JUIZ: FARINHA POUCA, MEU PIRÃO PRIMEIRO

No país da impunidade, juiz recebe salário em dobro, se recusa a devolver o dinheiro e ainda vence a causa 
 
 
 

Marcello Ferreira de Souza Granado (à esquerda) em cerimônia de posse no Tribunal Regional Federal da 2a Região (Foto: TRF2)

por Carlos Eduardo, editor do Cafezinho

O Judiciário brasileiro é inacreditável.

Não satisfeito em ser o mais caro do ocidente é também extremamente ineficiente se comparado com outros países. No Brasil a "justiça" consome 1,8% do PIB, enquanto nos Estados Unidos, Inglaterra, Espanha e Argentina os custos com o Poder Judiciário não ultrapassam nem mesmo 0,1%. do PIB.

Se não bastasse tudo isso, nosso Judiciário ainda foi cúmplice no golpe contra a presidenta Dilma Rousseff e agora nos presenteia com mais esse escárnio.

Um juiz do Tribunal Regional Federal da 2a Região (TRF2) recebeu indevidamente o salário em dobro. Percebido o engano, a administração pública solicitou ao magistrado que devolvesse os valores: incríveis R$ 71.905,96! Sim, este é o salário que o meritíssimo recebe todo o mês.

Mas para surpresa de todos, o juiz recorreu da decisão e venceu a causa!

Fica aqui uma sugestão ao TRF2: já que o meritíssimo recebeu dois meses de salário, basta não depositar nada no próximo mês, que estamos quites.

***
Juiz recebe salário em dobro e recorre à Justiça para não devolver o dinheiro

no Jota

O juiz federal Marcello Granado, que integra o Tribunal Regional Federal da 2a Região, recebeu, por um erro administrativo, duas vezes os salários de janeiro e fevereiro de 2015. A administração pública percebeu o erro e solicitou ao magistrado que devolvesse os R$ 71.905,96 que lhe foram pagos indevidamente.
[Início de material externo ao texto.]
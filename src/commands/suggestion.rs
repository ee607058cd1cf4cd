//! Commands for the set-suggestion engine
//!
//! Callers hand in an `AppState`; history comes from SQLite, the
//! engine decides.

use serde::{Deserialize, Serialize};
use tracing::{debug, warn};

use crate::db::AppState;
use crate::error::CoachError;
use crate::history::{self, load_exercise, load_performance_history};
use crate::models::{SessionHistoryEntry, SetInput, Suggestion, WeightClass};

/// What the caller knows about the set it is about to fill in
#[derive(Debug, Clone, PartialEq, Serialize, Deserialize)]
pub struct SuggestionRequest {
    pub exercise_id: i64,
    /// Restrict history to sessions of this routine
    pub routine_id: Option<i64>,
    /// 1-based position of the set within the exercise
    pub set_number: u32,
    pub exercise_name: String,
    /// Explicit classification, overrides stored and name-based ones
    #[serde(default)]
    pub weight_class: Option<WeightClass>,
}

#[derive(Debug, Clone, PartialEq, Serialize, Deserialize)]
pub struct PlannedSet {
    pub set_number: u32,
    pub suggestion: Option<Suggestion>,
}

/// Suggest weight and reps for the next set.
///
/// `Ok(None)` means no usable history; the caller leaves its inputs empty.
pub async fn suggest_next_set(
    state: &AppState,
    request: SuggestionRequest,
) -> Result<Option<Suggestion>, CoachError> {
    if request.set_number == 0 {
        return Err(CoachError::InvalidRecord(
            "set number must be at least 1".to_string(),
        ));
    }

    let history = match load_performance_history(
        &state.db,
        request.exercise_id,
        request.routine_id,
        state.config.history_limit,
    )
    .await
    {
        Ok(history) => history,
        Err(e) => {
            warn!(
                exercise_id = request.exercise_id,
                error = %e,
                "history unavailable, no suggestion"
            );
            return Ok(None);
        }
    };

    let weight_class = match request.weight_class {
        Some(class) => class,
        None => {
            let stored = stored_weight_class(state, request.exercise_id).await;
            state
                .engine
                .resolve_weight_class(&request.exercise_name, stored)
        }
    };

    Ok(state
        .engine
        .suggest_for_class(&history, request.set_number, weight_class))
}

/// Suggestions for set positions `1..=set_count` from a single history load
pub async fn suggest_session_plan(
    state: &AppState,
    exercise_id: i64,
    routine_id: Option<i64>,
    set_count: u32,
) -> Result<Vec<PlannedSet>, CoachError> {
    let exercise = load_exercise(&state.db, exercise_id).await?;
    let history = load_performance_history(
        &state.db,
        exercise_id,
        routine_id,
        state.config.history_limit,
    )
    .await?;

    let weight_class = state
        .engine
        .resolve_weight_class(&exercise.name, exercise.weight_class);

    let plan: Vec<PlannedSet> = (1..=set_count)
        .map(|set_number| PlannedSet {
            set_number,
            suggestion: state
                .engine
                .suggest_for_class(&history, set_number, weight_class),
        })
        .collect();

    debug!(
        exercise_id,
        set_count,
        suggested = plan.iter().filter(|p| p.suggestion.is_some()).count(),
        "session plan built"
    );

    Ok(plan)
}

/// Recent completed sessions of an exercise, newest first
pub async fn get_performance_history(
    state: &AppState,
    exercise_id: i64,
    routine_id: Option<i64>,
) -> Result<Vec<SessionHistoryEntry>, CoachError> {
    load_performance_history(
        &state.db,
        exercise_id,
        routine_id,
        state.config.history_limit,
    )
    .await
}

/// Persist the set the lifter actually performed
pub async fn record_completed_set(
    state: &AppState,
    session_id: i64,
    exercise_id: i64,
    set_number: u32,
    input: SetInput,
) -> Result<i64, CoachError> {
    history::record_completed_set(&state.db, session_id, exercise_id, set_number, input).await
}

/// Stored class of the exercise, if it exists and has one
async fn stored_weight_class(state: &AppState, exercise_id: i64) -> Option<WeightClass> {
    match load_exercise(&state.db, exercise_id).await {
        Ok(exercise) => exercise.weight_class,
        Err(CoachError::NotFound(_)) => None,
        Err(e) => {
            warn!(exercise_id, error = %e, "could not load exercise");
            None
        }
    }
}

// ---------------------------------------------------------------------------
/// Tests
// ---------------------------------------------------------------------------
//! Adaptive Set-Suggestion Engine
//!
//! Turns the recent history of one exercise into a concrete next set:
//! - extract the performance at the requested set position per session
//! - reduce it to statistics and a trend
//! - map (statistics, trend, weight class) to weight, reps and confidence
//!
//! Key principles:
//! - History-driven, deterministic, no hidden state
//! - A fresh load jump is consolidated, never read as regression
//! - Weight reductions land on the nearest half unit
//! - No data means no suggestion; the caller keeps its own fallback

use serde::{Deserialize, Serialize};
use tracing::debug;

use crate::analysis::{detect_trend, extract_set_history, Statistics};
use crate::config::SuggestionConfig;
use crate::messages::suggestion_text;
use crate::models::{Confidence, SessionHistoryEntry, Suggestion, SuggestionType, Trend, WeightClass};

/// Success rate needed before a progressing lifter adds load
const INCREASE_WEIGHT_SUCCESS_RATE: f64 = 0.8;
/// Below this a plateau is treated as fatigue and deloaded
const DELOAD_SUCCESS_RATE: f64 = 0.7;
/// Below this a regression calls for a lighter load
const REDUCE_SUCCESS_RATE: f64 = 0.5;

// ---------------------------------------------------------------------------
/// Exercise Classification: which increment applies
// ---------------------------------------------------------------------------

pub trait ExerciseClassifier: Send + Sync {
    fn weight_class(&self, exercise_name: &str) -> WeightClass;
}

/// Any `Fn(&str) -> WeightClass` can stand in as a classifier
impl<F> ExerciseClassifier for F
where
    F: Fn(&str) -> WeightClass + Send + Sync,
{
    fn weight_class(&self, exercise_name: &str) -> WeightClass {
        self(exercise_name)
    }
}

/// Case-insensitive substring match against a list of compound lifts
#[derive(Debug, Clone, Serialize, Deserialize)]
pub struct HeavyLiftClassifier {
    pub heavy_terms: Vec<String>,
}

impl Default for HeavyLiftClassifier {
    fn default() -> Self {
        Self {
            heavy_terms: [
                "deadlift",
                "squat",
                "bench press",
                "barbell row",
                "hip thrust",
                "leg press",
            ]
            .iter()
            .map(|s| s.to_string())
            .collect(),
        }
    }
}

impl ExerciseClassifier for HeavyLiftClassifier {
    fn weight_class(&self, exercise_name: &str) -> WeightClass {
        let name = exercise_name.to_lowercase();
        if self
            .heavy_terms
            .iter()
            .any(|term| name.contains(&term.to_lowercase()))
        {
            WeightClass::Heavy
        } else {
            WeightClass::Standard
        }
    }
}

/// Load increment for an exercise's weight class
pub fn weight_increment(config: &SuggestionConfig, weight_class: WeightClass) -> f64 {
    match weight_class {
        WeightClass::Heavy => config.weight_increment_heavy,
        WeightClass::Standard => config.weight_increment,
    }
}

/// Round to the nearest 0.5 unit
pub fn round_to_half(weight: f64) -> f64 {
    (weight * 2.0).round() / 2.0
}

// ---------------------------------------------------------------------------
/// Suggestion Generator: trend + statistics -> next set
// ---------------------------------------------------------------------------

pub fn generate_suggestion(
    stats: &Statistics,
    trend: Trend,
    increment: f64,
    config: &SuggestionConfig,
) -> Suggestion {
    let last_weight = stats.last_weight;
    let last_reps = stats.last_reps;
    // A load that rounds to zero would read as "no data" next time; keep the last one
    let reduced_weight = match round_to_half(last_weight * config.deload_percentage) {
        w if w > 0.0 => w,
        _ => last_weight,
    };

    let (suggestion_type, weight, reps, confidence) = match trend {
        Trend::Progression => {
            if last_reps >= config.target_reps
                && stats.success_rate >= INCREASE_WEIGHT_SUCCESS_RATE
            {
                (
                    SuggestionType::IncreaseWeight,
                    last_weight + increment,
                    config.min_reps_success,
                    Confidence::High,
                )
            } else {
                (
                    SuggestionType::IncreaseReps,
                    last_weight,
                    last_reps.saturating_add(1).min(config.rep_ceiling),
                    Confidence::High,
                )
            }
        }
        Trend::Stagnation => {
            if stats.avg_reps >= config.target_reps.saturating_sub(1) as f64 {
                (
                    SuggestionType::BreakPlateau,
                    last_weight + increment,
                    config.min_reps_success,
                    Confidence::Medium,
                )
            } else if stats.success_rate < DELOAD_SUCCESS_RATE {
                (
                    SuggestionType::Deload,
                    reduced_weight,
                    config.reset_reps,
                    Confidence::Medium,
                )
            } else {
                (
                    SuggestionType::PushReps,
                    last_weight,
                    last_reps.saturating_add(1),
                    Confidence::Medium,
                )
            }
        }
        Trend::Regression => {
            if stats.success_rate < REDUCE_SUCCESS_RATE {
                (
                    SuggestionType::Reduce,
                    reduced_weight,
                    config.reset_reps,
                    Confidence::High,
                )
            } else {
                (
                    SuggestionType::Maintain,
                    last_weight,
                    last_reps,
                    Confidence::Medium,
                )
            }
        }
        Trend::NewWeight => (
            SuggestionType::Consolidate,
            last_weight,
            last_reps,
            Confidence::High,
        ),
        Trend::Inconsistent => (
            SuggestionType::Stabilize,
            last_weight,
            stats.avg_reps.round() as u32,
            Confidence::Low,
        ),
        Trend::InsufficientData => (
            SuggestionType::Repeat,
            last_weight,
            last_reps,
            Confidence::Low,
        ),
    };

    let (emoji, message) = suggestion_text(suggestion_type);

    Suggestion {
        weight,
        reps,
        suggestion_type,
        message: message.to_string(),
        emoji: emoji.to_string(),
        trend,
        confidence,
    }
}

// ---------------------------------------------------------------------------
/// Suggestion Engine: entry point for callers
// ---------------------------------------------------------------------------

pub struct SuggestionEngine<C = HeavyLiftClassifier> {
    config: SuggestionConfig,
    classifier: C,
}

impl SuggestionEngine<HeavyLiftClassifier> {
    pub fn new(config: SuggestionConfig) -> Self {
        Self::with_classifier(config, HeavyLiftClassifier::default())
    }
}

impl<C: ExerciseClassifier> SuggestionEngine<C> {
    pub fn with_classifier(config: SuggestionConfig, classifier: C) -> Self {
        Self { config, classifier }
    }

    pub fn config(&self) -> &SuggestionConfig {
        &self.config
    }

    /// Stored classification wins; otherwise ask the classifier
    pub fn resolve_weight_class(&self, exercise_name: &str, stored: Option<WeightClass>) -> WeightClass {
        stored.unwrap_or_else(|| self.classifier.weight_class(exercise_name))
    }

    /// Suggest the next set at `set_position` for the named exercise.
    ///
    /// Returns `None` when no session yields a usable (non-zero weight) set.
    pub fn analyze_and_suggest(
        &self,
        sessions: &[SessionHistoryEntry],
        set_position: u32,
        exercise_name: &str,
    ) -> Option<Suggestion> {
        let weight_class = self.classifier.weight_class(exercise_name);
        self.suggest_for_class(sessions, set_position, weight_class)
    }

    /// Same as `analyze_and_suggest` with the weight class already known
    pub fn suggest_for_class(
        &self,
        sessions: &[SessionHistoryEntry],
        set_position: u32,
        weight_class: WeightClass,
    ) -> Option<Suggestion> {
        let points = extract_set_history(sessions, set_position, self.config.set_matching);

        let Some(stats) = Statistics::compute(&points, self.config.min_reps_success) else {
            debug!(set_position, sessions = sessions.len(), "no usable history for set");
            return None;
        };

        let trend = detect_trend(&points, self.config.stagnation_sessions);
        let increment = weight_increment(&self.config, weight_class);
        let suggestion = generate_suggestion(&stats, trend, increment, &self.config);

        debug!(
            set_position,
            points = points.len(),
            %trend,
            %weight_class,
            suggestion_type = %suggestion.suggestion_type,
            weight = suggestion.weight,
            reps = suggestion.reps,
            "set suggestion computed"
        );

        Some(suggestion)
    }
}

// ---------------------------------------------------------------------------
/// Tests
// ---------------------------------------------------------------------------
Mas o juiz do TRF 2 argumentou que, apesar de ter percebido o pagamento anormal, “acreditou se tratar de Parcela Autônoma de Equivalência vencida e não paga”. A PAE foi instituída pelo Supremo Tribunal Federal para nivelar os vencimentos dos magistrados com os salários pagos aos congressistas.

Um processo administrativo foi aberto para que o valor fosse devolvido, mas Marcello Granado recorreu ao Judiciário para que não precisasse devolver o dinheiro à administração pública.

O juiz federal argumentou que não pôde se defender no processo administrativo e que houve violação à ampla defesa em razão do indeferimento da produção de provas.

A juíza federal Helena Elias Pinto entendeu que haveria “risco de lesão grave ou de difícil reparação” a Marcello Granado em razão do possível desconto imediato dos valores que o juiz recebeu indevidamente. Por isso, liminarmente suspendeu o desconto do R$ 71.905,96 e o processo administrativo. Determinou ainda, com urgência, que a administração fosse informada da decisão para que o desconto não fosse feito.